Tinha a pequena uma beleza ímpar
realçada por indiscutíveis fragilidade e leveza, o que destoava de
seu pai, mameluco rude e de uma força descomunal. Sua falecida mãe,
Camile, de origem francesa, de quem a filha herdara todos os
atributos e enfermidades físicas, morrera ainda jovem e rogara no
leito de morte que a menina recebesse uma educação peculiar longe
do que ela chamava das grosserias luso-tupiniquins, pedido este
regiamente atendido até aquele dia.
Telúrio, aos cinqüenta e cinco
anos de idade, cento e vinte quilos e mais de 1,80 m de altura, tinha
além de Carolina, dois mancebos de 13 e 23 anos. O mais novo,
Thiago, estava de malas prontas para prosseguir seus estudos no Rio
de Janeiro, uma vez que por aqui, segundo palavras do próprio
Telúrio, "mau e porcamente” a gurizada tinha condições de
concluir o primário, pois aulas, só quando o tempo e as condições
da estrada permitiam. E mesmo assim quando, arcando com todas as
despesas, o velho fazendeiro conseguia trazer e manter uma professora
num tosco barracão improvisado de Escola e que atendia também os
filhos dos pequenos sitiantes e colonos do lugar. Transferi-lo para
o Rio, onde morava sua irmã e alguns parentes de sua mulher, era sem
dúvida a única alternativa viável para realizar sua ambição de
ver pelo menos um dos seus filhos se “tornar” doutor, já que o
outro há tempos abandonara os estudos. Agigantado como o pai, porém
de um coração tão grande quanto acalentador, João Maciel Telúrio
Filho, gostava mesmo era de embrenhar-se nas matas à caça de gambás
e tatus toda vez que os pequenos afazeres da fazenda e a renhisse do
velho deixava. Era muito afeiçoado aos escravos e sempre que
necessário intercedia por eles junto ao pai; prática essa que o
tornara uma pessoa muita bem vinda e respeitada pelos negros que não
se faziam de rogados para procurar sua ajuda.

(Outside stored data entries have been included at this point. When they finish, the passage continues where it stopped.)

//! Small shared helpers.

use subtle::ConstantTimeEq;

/// Constant-time comparison of two byte slices.
///
/// Length mismatch returns `false` without inspecting contents.
#[inline]
pub(crate) fn constant_time_eq(a: &[u8], b: &[u8]) -> bool {
    a.ct_eq(b).into()
}

#[cfg(test)]
mod tests {
    use super::*;

    #[test]
    fn test_constant_time_eq() {
        assert!(constant_time_eq(b"abc", b"abc"));
        assert!(!constant_time_eq(b"abc", b"abd"));
        assert!(!constant_time_eq(b"abc", b"ab"));
        assert!(constant_time_eq(b"", b""));
    }
}
use async_trait::async_trait;
use teloxide::{
    prelude::*,
    types::{ChatId, InputFile},
};
use thiserror::Error;
use tracing::debug;

use crate::traits::ConfigDelivery;

const CAPTION: &str = "WireGuard Configuration";

#[derive(Debug, Error)]
pub enum DeliveryError {
    #[error("telegram bot token is missing")]
    MissingToken,
    #[error("telegram bot token is malformed")]
    InvalidToken,
    #[error("telegram request failed: {0}")]
    Request(#[from] teloxide::RequestError),
}

/// Bot tokens look like `<bot id>:<secret>`.
pub fn validate_token(token: &str) -> Result<(), DeliveryError> {
    let token = token.trim();
    if token.is_empty() {
        return Err(DeliveryError::MissingToken);
    }
    match token.split_once(':') {
        Some((id, secret))
            if !id.is_empty()
                && id.bytes().all(|b| b.is_ascii_digit())
                && !secret.is_empty()
                && !secret.contains(char::is_whitespace) =>
        {
            Ok(())
        }
        _ => Err(DeliveryError::InvalidToken),
    }
}

pub struct TelegramDelivery {
    bot: Bot,
}

impl TelegramDelivery {
    pub fn new(token: &str) -> Result<Self, DeliveryError> {
        validate_token(token)?;
        Ok(Self {
            bot: Bot::new(token.trim()),
        })
    }

    pub fn bot(&self) -> Bot {
        self.bot.clone()
    }
}

#[async_trait]
impl ConfigDelivery for TelegramDelivery {
    async fn send_document(
        &self,
        chat_id: i64,
        file_name: &str,
        contents: String,
    ) -> Result<(), DeliveryError> {
        let file = InputFile::memory(contents.into_bytes()).file_name(file_name.to_owned());
        self.bot
            .send_document(ChatId(chat_id), file)
            .caption(CAPTION)
            .await?;
        debug!(chat_id, file_name, "document sent");
        Ok(())
    }
}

Se o embrutecido Telúrio não
via com bons olhos tal magnanimidade do filho, parecia não ter muito
empenho em proibi-lo dessas amizades; no fundo entendia que essa
camaradagem tornava os negros senão mais dóceis, pelo menos não
tão aguerridos. Mesmo porque naquele rincão longínquo, seria quase
impossível repor a mão de obra escrava, pois a Capital da Província
de São Paulo ficava a mais de quarenta quilômetros atrás de serras
e picadas, quase intransponíveis no lombo dos animais e os rios eram
estreitos e traiçoeiros e de maneira alguma, navegáveis. Por seu
lado, os negros tinham consciência que dificilmente teriam para
aonde ir naquelas terras perdidas, que bordeavam o rio que os índios
chamavam de "M'boygi”, Rio das Cobras.
Abalroados por tais
contingências a vida naquela fazenda e por extensão naquele pequeno
vilarejo, seguia dolente, quase se arrastando em dias intermináveis
que qualquer incidente podia se transformar em convulsões
inimagináveis. Mas ninguém poderia imaginar que tamanha hecatombe
pudesse ocorrer, tirando o sossego daquele marasmático lugar.
1
Na realidade a instalação da Vila deu-se em 1611.